In the comic series Stumptown, writer Greg Rucka and artist Matthew Southworth introduce Portland to the most badass PI around. Dex—short for Dexedrine, oddly—is tough as nails, sexually ambivalent, and thoroughly in thrall to her vices. She's also deep in debt at the Whispering Winds Casino—but the casino owner will forgive the $17,000 Dex owes if she can track down the owner's missing granddaughter.

The first issue begins with a grim scene at the St. Johns Bridge and works backward from there, explaining just how Dex ended up under a bridge with a gun pointed at her chest. The next three issues pick up chronologically, telling in a four-issue arc the "Case of the girl who took her shampoo and left her Mini."
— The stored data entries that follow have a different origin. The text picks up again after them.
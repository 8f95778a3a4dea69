use chrono::Utc;
use fundcat_adapters::FundProvider;
use fundcat_storage::{CatalogRepository, StorageError};
use serde::Serialize;
use tracing::{error, info};

use crate::telemetry::{record_sync_error, JOB_SYNC_INDUSTRIES};
use crate::SyncError;

#[derive(Debug, Clone, Default, PartialEq, Eq, Serialize)]
pub struct IndustrySyncSummary {
    pub fetched: usize,
    pub saved: usize,
}

/// Replaces the stored industry board list with the provider's current one.
///
/// The list is swapped in a single transaction, so a failed write keeps the previous list.
pub async fn sync_industry_list(
    provider: &dyn FundProvider,
    catalog: &dyn CatalogRepository,
) -> Result<IndustrySyncSummary, SyncError> {
    let names = provider.fetch_industry_list().await.map_err(|source| {
        record_sync_error(JOB_SYNC_INDUSTRIES, "list");
        SyncError::Industries { source }
    })?;

    if let Err(err) = replace_list(catalog, &names).await {
        error!(error = %err, "saving industry list rolled back");
        record_sync_error(JOB_SYNC_INDUSTRIES, "persist");
        return Err(err.into());
    }

    let summary = IndustrySyncSummary {
        fetched: names.len(),
        saved: names.len(),
    };
    info!(saved = summary.saved, "industry list synced");
    Ok(summary)
}

async fn replace_list(catalog: &dyn CatalogRepository, names: &[String]) -> Result<(), StorageError> {
    let mut tx = catalog.begin().await?;
    tx.replace_industry_list(names, Utc::now()).await?;
    tx.commit().await
}
use chrono::{DateTime, Utc};
use fundcat_adapters::FundProvider;
use fundcat_core::ManagerProfile;
use fundcat_storage::{CatalogRepository, StorageError};
use serde::Serialize;
use tracing::{info, warn};

use crate::telemetry::{record_sync_error, JOB_SYNC_MANAGERS};
use crate::SyncError;

#[derive(Debug, Clone, Default, PartialEq, Eq, Serialize)]
pub struct ManagerSyncSummary {
    pub category: String,
    pub fetched: usize,
    pub saved: usize,
    pub failed: usize,
}

/// Refreshes manager profiles and their managed-fund lists, one transaction per manager.
pub async fn sync_fund_managers(
    provider: &dyn FundProvider,
    catalog: &dyn CatalogRepository,
    category: &str,
) -> Result<ManagerSyncSummary, SyncError> {
    let managers = provider
        .fetch_managers(category)
        .await
        .map_err(|source| {
            record_sync_error(JOB_SYNC_MANAGERS, "list");
            SyncError::Managers {
                category: category.to_string(),
                source,
            }
        })?;

    let mut summary = ManagerSyncSummary {
        category: category.to_string(),
        fetched: managers.len(),
        ..Default::default()
    };
    let now = Utc::now();
    for manager in &managers {
        match save_manager(catalog, manager, now).await {
            Ok(()) => summary.saved += 1,
            Err(err) => {
                warn!(manager_id = %manager.manager_id, error = %err, "saving manager failed");
                record_sync_error(JOB_SYNC_MANAGERS, "persist");
                summary.failed += 1;
            }
        }
    }
    info!(
        category,
        fetched = summary.fetched,
        saved = summary.saved,
        failed = summary.failed,
        "fund managers synced"
    );
    Ok(summary)
}

async fn save_manager(
    catalog: &dyn CatalogRepository,
    manager: &ManagerProfile,
    at: DateTime<Utc>,
) -> Result<(), StorageError> {
    let mut tx = catalog.begin().await?;
    tx.upsert_manager_profile(manager, at).await?;
    tx.replace_managed_funds(&manager.manager_id, &manager.funds, at)
        .await?;
    tx.commit().await
}

#[cfg(test)]
mod tests {
    use super::*;
    use crate::telemetry::sync_errors;
    use crate::test_support::{manager_profile, ScriptedProvider};
    use fundcat_storage::MemoryCatalog;

    #[tokio::test]
    async fn profiles_and_fund_lists_are_replaced() {
        let catalog = MemoryCatalog::new();
        let first = ScriptedProvider::new(Vec::new())
            .with_managers(vec![manager_profile("30001", &["000001", "000002"])]);
        sync_fund_managers(&first, &catalog, "zq")
            .await
            .expect("first sync");

        let second = ScriptedProvider::new(Vec::new()).with_managers(vec![
            manager_profile("30001", &["000003"]),
            manager_profile("30002", &[]),
        ]);
        let summary = sync_fund_managers(&second, &catalog, "zq")
            .await
            .expect("second sync");
        assert_eq!(summary.fetched, 2);
        assert_eq!(summary.saved, 2);
        assert_eq!(summary.failed, 0);

        let stored = catalog
            .manager_profile("30001")
            .await
            .expect("read")
            .expect("profile");
        assert_eq!(stored.funds.len(), 1);
        assert_eq!(stored.funds[0].fund_code, "000003");
        assert!(catalog
            .manager_profile("30002")
            .await
            .expect("read")
            .is_some());
    }

    #[tokio::test]
    async fn list_fetch_failure_is_fatal_for_the_run() {
        crate::telemetry::test_recorder();
        let before = sync_errors(JOB_SYNC_MANAGERS, "list");
        let provider = ScriptedProvider::failing_universe();
        let err = sync_fund_managers(&provider, &MemoryCatalog::new(), "zq")
            .await
            .expect_err("list failure");
        assert!(matches!(err, SyncError::Managers { .. }));
        assert!(sync_errors(JOB_SYNC_MANAGERS, "list") > before);
    }
}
Rucka and Southworth nail both the visual and narrative tone of their hard-boiled contemporary noir, aided by moody colors from Lee Loughridge that shift with the settings—dour grays and blues in the city, luminescent yellow for a coastal afternoon. The story ranges from the coast to Mt. Hood to an apartment building on NE 118th, taking advantage of the full range of atmospheric backdrops our region has to offer. There are also plenty of winks that only locals will catch—the Heathman Hotel backdrops a chase scene, and there's even a garbage can ringed by a "Keep Portland Weird" sticker.

Oni Press just released Stumptown's first four-issue storyline in hardback—Bridge City's release party offers a chance to snag a copy, plus a limited-edition print by Southworth.